=== Section Start ===

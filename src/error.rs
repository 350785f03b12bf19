//! Error taxonomy (§7).
//!
//! One variant per row of the error table in `spec.md` §7. Each variant
//! carries the structured context the layer that raises it actually has
//! on hand, so a `tracing::warn!`/`error!` call at the decision site can
//! log something a human can act on instead of a bare message.

use crate::temporal::Timestamp;
use uuid::Uuid;

#[derive(Debug, thiserror::Error)]
pub enum Error {
    /// Temporal parsing (§4.1) could not recognize any of the three grammars.
    #[error("invalid time format: {input:?} ({reason})")]
    InvalidTimeFormat { input: String, reason: &'static str },

    /// Sync setup (§4.2) was given an unknown or inconsistent parameter set.
    #[error("bad sync configuration: {reason}")]
    BadSync { reason: String },

    /// Filter setup (§4.5) rejected its configuration.
    #[error("filter configuration error on point {point}: {reason}")]
    FilterConfigError { point: String, reason: String },

    /// Expression engine (§4.7) evaluation failure.
    #[error("evaluation failed at position {position}: {code}")]
    EvalFailure { code: String, position: usize },

    /// Batch engine (§4.6) transform invocation failed for one `(point, stamp)`.
    #[error("transform failed for point {point} at {stamp:?}: {source}")]
    TransformFailure {
        point: String,
        stamp: Timestamp,
        #[source]
        source: Box<Error>,
    },

    /// Store collaborator (§6) is unreachable or timed out.
    #[error("store unavailable: {reason}")]
    StoreUnavailable { reason: String },

    /// Messaging collaborator (§6) failed to commit.
    #[error("messaging commit failed: {reason}")]
    MessagingFailure { reason: String },

    /// Loader-time invariant violation (§4.3); fatal at startup.
    #[error("metadata invalid: {reason}")]
    MetadataInvalid { reason: String },
}

impl Error {
    pub fn bad_sync(reason: impl Into<String>) -> Self {
        Error::BadSync { reason: reason.into() }
    }

    pub fn metadata_invalid(reason: impl Into<String>) -> Self {
        Error::MetadataInvalid { reason: reason.into() }
    }
}

/// Convenience alias used throughout the crate.
pub type Result<T> = std::result::Result<T, Error>;

/// Identifies the `(point, stamp)` a transform was computing when it failed;
/// used to build `Error::TransformFailure` at the batch-engine call site.
#[derive(Debug, Clone, Copy)]
pub struct FailingComputation {
    pub point: Uuid,
    pub stamp: Timestamp,
}

impl FailingComputation {
    pub fn new(point: Uuid, stamp: Timestamp) -> Self {
        Self { point, stamp }
    }
}
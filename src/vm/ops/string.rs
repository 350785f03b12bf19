//! String operations (§4.7).

use crate::value::tagged::Value;
use crate::vm::ops::{pop, pop_i64, pop_string};
use crate::vm::registry::Registry;

pub fn register(registry: &mut Registry) {
    registry.add("string", |s| {
        let v = pop(s)?;
        s.push(Value::String(v.to_string()));
        Ok(())
    });
    registry.add("string?", |s| {
        let is_string = matches!(s.last(), Some(Value::String(_)));
        s.push(Value::Boolean(is_string));
        Ok(())
    });
    registry.add("concat", |s| {
        let b = pop_string(s)?;
        let a = pop_string(s)?;
        s.push(Value::String(a + &b));
        Ok(())
    });
    registry.add("length", |s| {
        let a = pop_string(s)?;
        s.push(Value::Long(a.chars().count() as i64));
        Ok(())
    });
    registry.add("upper", |s| {
        let a = pop_string(s)?;
        s.push(Value::String(a.to_uppercase()));
        Ok(())
    });
    registry.add("lower", |s| {
        let a = pop_string(s)?;
        s.push(Value::String(a.to_lowercase()));
        Ok(())
    });
    registry.add("trim", |s| {
        let a = pop_string(s)?;
        s.push(Value::String(a.trim().to_string()));
        Ok(())
    });
    registry.add("contains", |s| {
        let needle = pop_string(s)?;
        let haystack = pop_string(s)?;
        s.push(Value::Boolean(haystack.contains(&needle)));
        Ok(())
    });
    registry.add("starts_with", |s| {
        let prefix = pop_string(s)?;
        let text = pop_string(s)?;
        s.push(Value::Boolean(text.starts_with(&prefix)));
        Ok(())
    });
    registry.add("ends_with", |s| {
        let suffix = pop_string(s)?;
        let text = pop_string(s)?;
        s.push(Value::Boolean(text.ends_with(&suffix)));
        Ok(())
    });
    registry.add("index_of", |s| {
        let needle = pop_string(s)?;
        let haystack = pop_string(s)?;
        let index = haystack.find(&needle).map(|b| haystack[..b].chars().count() as i64).unwrap_or(-1);
        s.push(Value::Long(index));
        Ok(())
    });
    registry.add("substr", |s| {
        let len = pop_i64(s)?;
        let start = pop_i64(s)?;
        let text = pop_string(s)?;
        let chars: Vec<char> = text.chars().collect();
        let start = start.max(0) as usize;
        let end = (start.saturating_add(len.max(0) as usize)).min(chars.len());
        let start = start.min(chars.len());
        s.push(Value::String(chars[start..end].iter().collect()));
        Ok(())
    });
    registry.add("replace", |s| {
        let to = pop_string(s)?;
        let from = pop_string(s)?;
        let text = pop_string(s)?;
        s.push(Value::String(text.replace(&from, &to)));
        Ok(())
    });
    registry.add("split", split_on_separator);
}

/// `sep text split` -> a `Tuple` of the pieces, in order. Exposed so
/// `date_time::register` can fall back to this when `split`'s top-of-stack
/// argument isn't a `DateTime` (the two modules share the operation name;
/// dispatch happens on the operand's runtime type, the same way the
/// numeric modules share arithmetic operator names across tiers).
pub(crate) fn split_on_separator(s: &mut Vec<Value>) -> Result<(), String> {
    let sep = pop_string(s)?;
    let text = pop_string(s)?;
    let parts: Vec<Value> = text.split(&sep as &str).map(|p| Value::String(p.to_string())).collect();
    s.push(Value::Tuple(parts));
    Ok(())
}

#[cfg(test)]
mod tests {
    use super::*;

    #[test]
    fn concat_joins_in_order() {
        let registry = Registry::new();
        let mut stack = vec![Value::String("foo".to_string()), Value::String("bar".to_string())];
        (registry.get("concat").unwrap())(&mut stack).unwrap();
        assert_eq!(stack, vec![Value::String("foobar".to_string())]);
    }

    #[test]
    fn split_preserves_order() {
        let registry = Registry::new();
        let mut stack = vec![Value::String("a,b,c".to_string()), Value::String(",".to_string())];
        (registry.get("split").unwrap())(&mut stack).unwrap();
        assert_eq!(
            stack,
            vec![Value::Tuple(vec![Value::String("a".to_string()), Value::String("b".to_string()), Value::String("c".to_string())])]
        );
    }
}
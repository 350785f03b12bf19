//! Date/time construction and arithmetic (§4.1, §4.7). `now`-style
//! wall-clock reads are not exposed here: the registry's operations are
//! plain functions over the stack with no access to the `Evaluator`'s
//! injected `Clock`, so "current time" is pushed onto the stack by the
//! engine itself before a program runs, not fetched by an operation.

use std::str::FromStr;

use chrono::{Datelike, NaiveDate, NaiveDateTime, NaiveTime, Offset, TimeZone, Timelike};
use chrono_tz::Tz;

use crate::temporal::{ElapsedTime, Timestamp};
use crate::value::tagged::Value;
use crate::vm::ops::{pop, pop_string};
use crate::vm::registry::Registry;

/// 100ns units per calendar day; mirrors `Timestamp`'s own internal unit
/// (private to `temporal::timestamp`), used here only for `mjd`.
const UNITS_PER_DAY_F64: f64 = 10_000_000.0 * 86_400.0;
/// Modified Julian Date of the Unix epoch (1970-01-01T00:00:00Z).
const MJD_UNIX_EPOCH: f64 = 40_587.0;

fn pop_timestamp(stack: &mut Vec<Value>) -> Result<Timestamp, String> {
    match pop(stack)? {
        Value::DateTime(t) => Ok(t),
        other => Err(format!("expected a datetime, found {}", other.type_name())),
    }
}

fn pop_elapsed(stack: &mut Vec<Value>) -> Result<ElapsedTime, String> {
    match pop(stack)? {
        Value::ElapsedTime(e) => Ok(e),
        Value::Long(l) => Ok(ElapsedTime::from_seconds_f64(l as f64)),
        other => Err(format!("expected an elapsed time, found {}", other.type_name())),
    }
}

fn pop_zone(stack: &mut Vec<Value>) -> Result<Tz, String> {
    let name = pop_string(stack)?;
    if name.is_empty() {
        return Ok(chrono_tz::UTC);
    }
    Tz::from_str(&name).map_err(|e| e.to_string())
}

/// `timestamp` rendered as local wall-clock fields in `zone` (§4.7
/// `year`/`month`/`day`/`hour`/`minute`/`second`/`dow`/`dim`/`split`).
fn local_datetime(t: Timestamp, zone: Tz) -> chrono::DateTime<Tz> {
    zone.from_utc_datetime(&t.to_chrono().naive_utc())
}

fn days_in_month(year: i32, month: u32) -> u32 {
    let (next_year, next_month) = if month == 12 { (year + 1, 1) } else { (year, month + 1) };
    let first_of_next = NaiveDate::from_ymd_opt(next_year, next_month, 1).expect("valid calendar month");
    let first_of_this = NaiveDate::from_ymd_opt(year, month, 1).expect("valid calendar month");
    (first_of_next - first_of_this).num_days() as u32
}

pub fn register(registry: &mut Registry) {
    registry.add("datetime", |s| {
        let v = pop(s)?;
        let t = match v {
            Value::Long(millis) => Timestamp::from_millis(millis),
            Value::DateTime(t) => t,
            Value::String(text) => Timestamp::parse(&text).map_err(|e| e.to_string())?,
            other => return Err(format!("cannot convert {} to datetime", other.type_name())),
        };
        s.push(Value::DateTime(t));
        Ok(())
    });
    registry.add("datetime?", |s| {
        let is_dt = matches!(s.last(), Some(Value::DateTime(_)));
        s.push(Value::Boolean(is_dt));
        Ok(())
    });
    registry.add("datetime.parse", |s| {
        let text = pop_string(s)?;
        let t = Timestamp::parse(&text).map_err(|e| e.to_string())?;
        s.push(Value::DateTime(t));
        Ok(())
    });
    registry.add("datetime.format", |s| {
        let zone = pop_zone(s)?;
        let t = pop_timestamp(s)?;
        s.push(Value::String(t.format(zone)));
        Ok(())
    });

    registry.add("elapsed", |s| {
        let v = pop(s)?;
        let e = match v {
            Value::Long(seconds) => ElapsedTime::from_seconds_f64(seconds as f64),
            Value::Double(seconds) => ElapsedTime::from_seconds_f64(seconds),
            Value::ElapsedTime(e) => e,
            Value::String(text) => ElapsedTime::parse(&text).map_err(|e| e.to_string())?,
            other => return Err(format!("cannot convert {} to elapsed", other.type_name())),
        };
        s.push(Value::ElapsedTime(e));
        Ok(())
    });
    registry.add("elapsed?", |s| {
        let is_elapsed = matches!(s.last(), Some(Value::ElapsedTime(_)));
        s.push(Value::Boolean(is_elapsed));
        Ok(())
    });
    registry.add("elapsed.parse", |s| {
        let text = pop_string(s)?;
        let e = ElapsedTime::parse(&text).map_err(|e| e.to_string())?;
        s.push(Value::ElapsedTime(e));
        Ok(())
    });
    registry.add("elapsed.format", |s| {
        let e = pop_elapsed(s)?;
        s.push(Value::String(e.format()));
        Ok(())
    });
    registry.add("elapsed.seconds", |s| {
        let e = pop_elapsed(s)?;
        s.push(Value::Double(e.as_seconds_f64()));
        Ok(())
    });

    registry.add("dt+", |s| {
        let e = pop_elapsed(s)?;
        let t = pop_timestamp(s)?;
        s.push(Value::DateTime(t.after(e)));
        Ok(())
    });
    registry.add("dt-", |s| {
        let b = pop(s)?;
        let t = pop_timestamp(s)?;
        match b {
            Value::DateTime(other) => s.push(Value::ElapsedTime(t.sub(other))),
            Value::ElapsedTime(e) => s.push(Value::DateTime(t.before(e))),
            Value::Long(seconds) => s.push(Value::DateTime(t.before(ElapsedTime::from_seconds_f64(seconds as f64)))),
            other => return Err(format!("expected a datetime or elapsed, found {}", other.type_name())),
        }
        Ok(())
    });
    registry.add("midnight", |s| {
        let zone = pop_zone(s)?;
        let t = pop_timestamp(s)?;
        s.push(Value::DateTime(t.midnight(zone)));
        Ok(())
    });
    registry.add("next_day", |s| {
        let zone = pop_zone(s)?;
        let t = pop_timestamp(s)?;
        s.push(Value::DateTime(t.next_day(zone)));
        Ok(())
    });

    registry.add("year", |s| {
        let zone = pop_zone(s)?;
        let t = pop_timestamp(s)?;
        s.push(Value::Long(local_datetime(t, zone).year() as i64));
        Ok(())
    });
    registry.add("month", |s| {
        let zone = pop_zone(s)?;
        let t = pop_timestamp(s)?;
        s.push(Value::Long(local_datetime(t, zone).month() as i64));
        Ok(())
    });
    registry.add("day", |s| {
        let zone = pop_zone(s)?;
        let t = pop_timestamp(s)?;
        s.push(Value::Long(local_datetime(t, zone).day() as i64));
        Ok(())
    });
    registry.add("hour", |s| {
        let zone = pop_zone(s)?;
        let t = pop_timestamp(s)?;
        s.push(Value::Long(local_datetime(t, zone).hour() as i64));
        Ok(())
    });
    registry.add("minute", |s| {
        let zone = pop_zone(s)?;
        let t = pop_timestamp(s)?;
        s.push(Value::Long(local_datetime(t, zone).minute() as i64));
        Ok(())
    });
    registry.add("second", |s| {
        let zone = pop_zone(s)?;
        let t = pop_timestamp(s)?;
        s.push(Value::Long(local_datetime(t, zone).second() as i64));
        Ok(())
    });
    // Monday = 1 .. Sunday = 7.
    registry.add("dow", |s| {
        let zone = pop_zone(s)?;
        let t = pop_timestamp(s)?;
        s.push(Value::Long(local_datetime(t, zone).weekday().number_from_monday() as i64));
        Ok(())
    });
    registry.add("dim", |s| {
        let zone = pop_zone(s)?;
        let t = pop_timestamp(s)?;
        let local = local_datetime(t, zone);
        s.push(Value::Long(days_in_month(local.year(), local.month()) as i64));
        Ok(())
    });
    registry.add("raw", |s| {
        let t = pop_timestamp(s)?;
        s.push(Value::Long(t.raw()));
        Ok(())
    });
    // Modified Julian Date; zone-independent, matching `raw`.
    registry.add("mjd", |s| {
        let t = pop_timestamp(s)?;
        s.push(Value::Double(MJD_UNIX_EPOCH + t.raw() as f64 / UNITS_PER_DAY_F64));
        Ok(())
    });
    registry.add("str", |s| {
        let zone = pop_zone(s)?;
        let t = pop_timestamp(s)?;
        s.push(Value::String(t.format(zone)));
        Ok(())
    });
    // The zone's UTC offset, in seconds, at that instant (DST-aware).
    registry.add("tz", |s| {
        let zone = pop_zone(s)?;
        let t = pop_timestamp(s)?;
        let offset = zone.offset_from_utc_datetime(&t.to_chrono().naive_utc()).fix().local_minus_utc();
        s.push(Value::Long(offset as i64));
        Ok(())
    });
    // Shared with `string::split` (same operation name dispatched by the
    // runtime type one level below the top of the stack): `timestamp zone
    // split` decomposes into calendar fields, `text sep split` tokenizes.
    registry.add("split", |s| {
        let is_datetime = s.len() >= 2 && matches!(s[s.len() - 2], Value::DateTime(_));
        if is_datetime {
            split_datetime(s)
        } else {
            super::string::split_on_separator(s)
        }
    });
    // Inverse of the datetime `split`: a 6-field `Tuple` (year, month, day,
    // hour, minute, second) plus a zone name, folded back to a `DateTime`.
    registry.add("join", |s| {
        let zone = pop_zone(s)?;
        let parts = match pop(s)? {
            Value::Tuple(parts) => parts,
            other => return Err(format!("expected a tuple of calendar fields, found {}", other.type_name())),
        };
        if parts.len() != 6 {
            return Err(format!(
                "expected 6 calendar fields (year, month, day, hour, minute, second), found {}",
                parts.len()
            ));
        }
        let mut fields = [0i64; 6];
        for (i, part) in parts.iter().enumerate() {
            fields[i] = match part {
                Value::Long(l) => *l,
                other => return Err(format!("expected a long calendar field, found {}", other.type_name())),
            };
        }
        let [year, month, day, hour, minute, second] = fields;
        let date = NaiveDate::from_ymd_opt(year as i32, month as u32, day as u32)
            .ok_or_else(|| "invalid calendar date".to_string())?;
        let time = NaiveTime::from_hms_opt(hour as u32, minute as u32, second as u32)
            .ok_or_else(|| "invalid time of day".to_string())?;
        let naive = NaiveDateTime::new(date, time);
        let local = zone
            .from_local_datetime(&naive)
            .earliest()
            .or_else(|| zone.from_local_datetime(&naive).latest())
            .ok_or_else(|| "local time does not exist in this zone".to_string())?;
        s.push(Value::DateTime(Timestamp::from_chrono(local.with_timezone(&chrono::Utc))));
        Ok(())
    });
}

/// `timestamp zone split` -> `Tuple([year, month, day, hour, minute, second])`.
fn split_datetime(s: &mut Vec<Value>) -> Result<(), String> {
    let zone = pop_zone(s)?;
    let t = pop_timestamp(s)?;
    let local = local_datetime(t, zone);
    s.push(Value::Tuple(vec![
        Value::Long(local.year() as i64),
        Value::Long(local.month() as i64),
        Value::Long(local.day() as i64),
        Value::Long(local.hour() as i64),
        Value::Long(local.minute() as i64),
        Value::Long(local.second() as i64),
    ]));
    Ok(())
}

#[cfg(test)]
mod tests {
    use super::*;

    #[test]
    fn dt_plus_elapsed_then_dt_minus_recovers_elapsed() {
        let registry = Registry::new();
        let t = Timestamp::from_raw(10_000_000_000);
        let e = ElapsedTime::from_millis(2_500);
        let mut stack = vec![Value::DateTime(t), Value::ElapsedTime(e)];
        (registry.get("dt+").unwrap())(&mut stack).unwrap();
        let advanced = match stack.pop().unwrap() {
            Value::DateTime(t) => t,
            other => panic!("expected datetime, got {other:?}"),
        };
        let mut stack = vec![Value::DateTime(advanced), Value::DateTime(t)];
        (registry.get("dt-").unwrap())(&mut stack).unwrap();
        assert_eq!(stack, vec![Value::ElapsedTime(e)]);
    }

    #[test]
    fn empty_zone_name_defaults_to_utc() {
        let registry = Registry::new();
        let t = Timestamp::from_raw(10_000_000_000);
        let mut stack = vec![Value::DateTime(t), Value::String(String::new())];
        (registry.get("midnight").unwrap())(&mut stack).unwrap();
        assert!(matches!(stack[0], Value::DateTime(_)));
    }

    #[test]
    fn calendar_accessors_read_utc_fields() {
        let registry = Registry::new();
        let t = Timestamp::from_chrono(
            chrono::Utc.with_ymd_and_hms(2024, 3, 10, 7, 30, 15).unwrap(),
        );
        let accessor = |name: &str| {
            let mut stack = vec![Value::DateTime(t), Value::String(String::new())];
            (registry.get(name).unwrap())(&mut stack).unwrap();
            stack.pop().unwrap()
        };
        assert_eq!(accessor("year"), Value::Long(2024));
        assert_eq!(accessor("month"), Value::Long(3));
        assert_eq!(accessor("day"), Value::Long(10));
        assert_eq!(accessor("hour"), Value::Long(7));
        assert_eq!(accessor("minute"), Value::Long(30));
        assert_eq!(accessor("second"), Value::Long(15));
        assert_eq!(accessor("dow"), Value::Long(7)); // 2024-03-10 is a Sunday.
        assert_eq!(accessor("dim"), Value::Long(31));
        assert_eq!(accessor("raw"), Value::Long(t.raw()));
    }

    #[test]
    fn split_then_join_round_trips_to_the_second() {
        let registry = Registry::new();
        let t = Timestamp::from_chrono(
            chrono::Utc.with_ymd_and_hms(2024, 3, 10, 7, 30, 15).unwrap(),
        );
        let mut stack = vec![Value::DateTime(t), Value::String(String::new())];
        (registry.get("split").unwrap())(&mut stack).unwrap();
        assert!(matches!(stack.last(), Some(Value::Tuple(_))));
        stack.push(Value::String(String::new()));
        (registry.get("join").unwrap())(&mut stack).unwrap();
        assert_eq!(stack, vec![Value::DateTime(t)]);
    }

    #[test]
    fn split_dispatches_to_string_split_for_strings() {
        let registry = Registry::new();
        let mut stack = vec![Value::String("a,b".to_string()), Value::String(",".to_string())];
        (registry.get("split").unwrap())(&mut stack).unwrap();
        assert_eq!(
            stack,
            vec![Value::Tuple(vec![Value::String("a".to_string()), Value::String("b".to_string())])]
        );
    }

    #[test]
    fn mjd_of_unix_epoch_is_40587() {
        let registry = Registry::new();
        let mut stack = vec![Value::DateTime(Timestamp::from_raw(0))];
        (registry.get("mjd").unwrap())(&mut stack).unwrap();
        assert_eq!(stack, vec![Value::Double(40_587.0)]);
    }
}
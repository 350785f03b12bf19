//! Minimal loader entry point (§6, §9 "XML loader... supply a frozen
//! metadata snapshot"). The real loader lives outside the core; this
//! module only owns the freeze/validate boundary a loader must call
//! through, so the core never accepts an unfrozen graph at runtime.

use tracing::{info, warn};

use crate::error::Result;
use crate::graph::PointGraph;

/// Freezes `graph` and validates it, logging the outcome. Any external
/// loader (XML, database, in-process builder) should funnel its built
/// `PointGraph` through this call before handing it to the batch engine.
pub fn load(graph: PointGraph) -> Result<PointGraph> {
    match graph.freeze() {
        Ok(frozen) => {
            info!(points = frozen.points().count(), "metadata graph loaded and frozen");
            Ok(frozen)
        }
        Err(err) => {
            warn!(error = %err, "metadata graph failed validation");
            Err(err)
        }
    }
}
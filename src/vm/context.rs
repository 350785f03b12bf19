//! Per-invocation computation context (§4.7 Variables): the inputs,
//! point name, and positional params a running program can read through
//! `$n`/`$n.`/`$n@`/`$n!`, `$0`, and `@n`. Built fresh by the batch engine
//! for each `(point, stamp)` it evaluates; never mutated by the VM.

use crate::graph::params::ParamValue;
use crate::temporal::Timestamp;
use crate::value::tagged::Value;

/// One input slot: the value a relation supplied, the timestamp it was
/// sampled at, and the name of the point it came from.
#[derive(Debug, Clone)]
pub struct InputSlot {
    pub point_name: String,
    pub stamp: Timestamp,
    pub value: Option<Value>,
}

impl InputSlot {
    pub fn new(point_name: impl Into<String>, stamp: Timestamp, value: Option<Value>) -> Self {
        Self { point_name: point_name.into(), stamp, value }
    }
}

/// Everything a program needs beyond its own stack/registers: the result
/// point's name (`$0`), its ordered inputs (`$1..$n`), and its positional
/// `Params` values (`@1..@n`).
#[derive(Debug, Clone, Default)]
pub struct Context {
    pub result_point_name: String,
    pub inputs: Vec<InputSlot>,
    pub params: Vec<ParamValue>,
}

impl Context {
    pub fn new(result_point_name: impl Into<String>) -> Self {
        Self { result_point_name: result_point_name.into(), inputs: Vec::new(), params: Vec::new() }
    }

    pub fn with_input(mut self, slot: InputSlot) -> Self {
        self.inputs.push(slot);
        self
    }

    pub fn with_param(mut self, value: ParamValue) -> Self {
        self.params.push(value);
        self
    }

    /// 1-based; `$0` is handled by the caller, not through this accessor.
    pub fn input(&self, n: usize) -> Option<&InputSlot> {
        if n == 0 {
            return None;
        }
        self.inputs.get(n - 1)
    }

    /// 1-based positional `@n` lookup.
    pub fn param(&self, n: usize) -> Option<&ParamValue> {
        if n == 0 {
            return None;
        }
        self.params.get(n - 1)
    }
}

pub fn param_value_to_value(p: &ParamValue) -> Value {
    match p {
        ParamValue::String(s) => Value::String(s.clone()),
        ParamValue::Number(n) => Value::Double(*n),
        ParamValue::Boolean(b) => Value::Boolean(*b),
        ParamValue::Elapsed(e) => Value::ElapsedTime(*e),
        ParamValue::Reference(u) => Value::String(u.to_string()),
    }
}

=== Section End ===

• Problem
Taking the entries above, write out exactly the lines starting with the line containing "let t = Timestamp::parse(&text).map_err(|e|" and going on through the line containing "Value::Long(seconds) => ElapsedTime::from_seconds_f64(seconds", both included, and nothing else.

• Result below
        let t = Timestamp::parse(&text).map_err(|e| e.to_string())?;
        s.push(Value::DateTime(t));
        Ok(())
    });
    registry.add("datetime.format", |s| {
        let zone = pop_zone(s)?;
        let t = pop_timestamp(s)?;
        s.push(Value::String(t.format(zone)));
        Ok(())
    });

    registry.add("elapsed", |s| {
        let v = pop(s)?;
        let e = match v {
            Value::Long(seconds) => ElapsedTime::from_seconds_f64(seconds as f64),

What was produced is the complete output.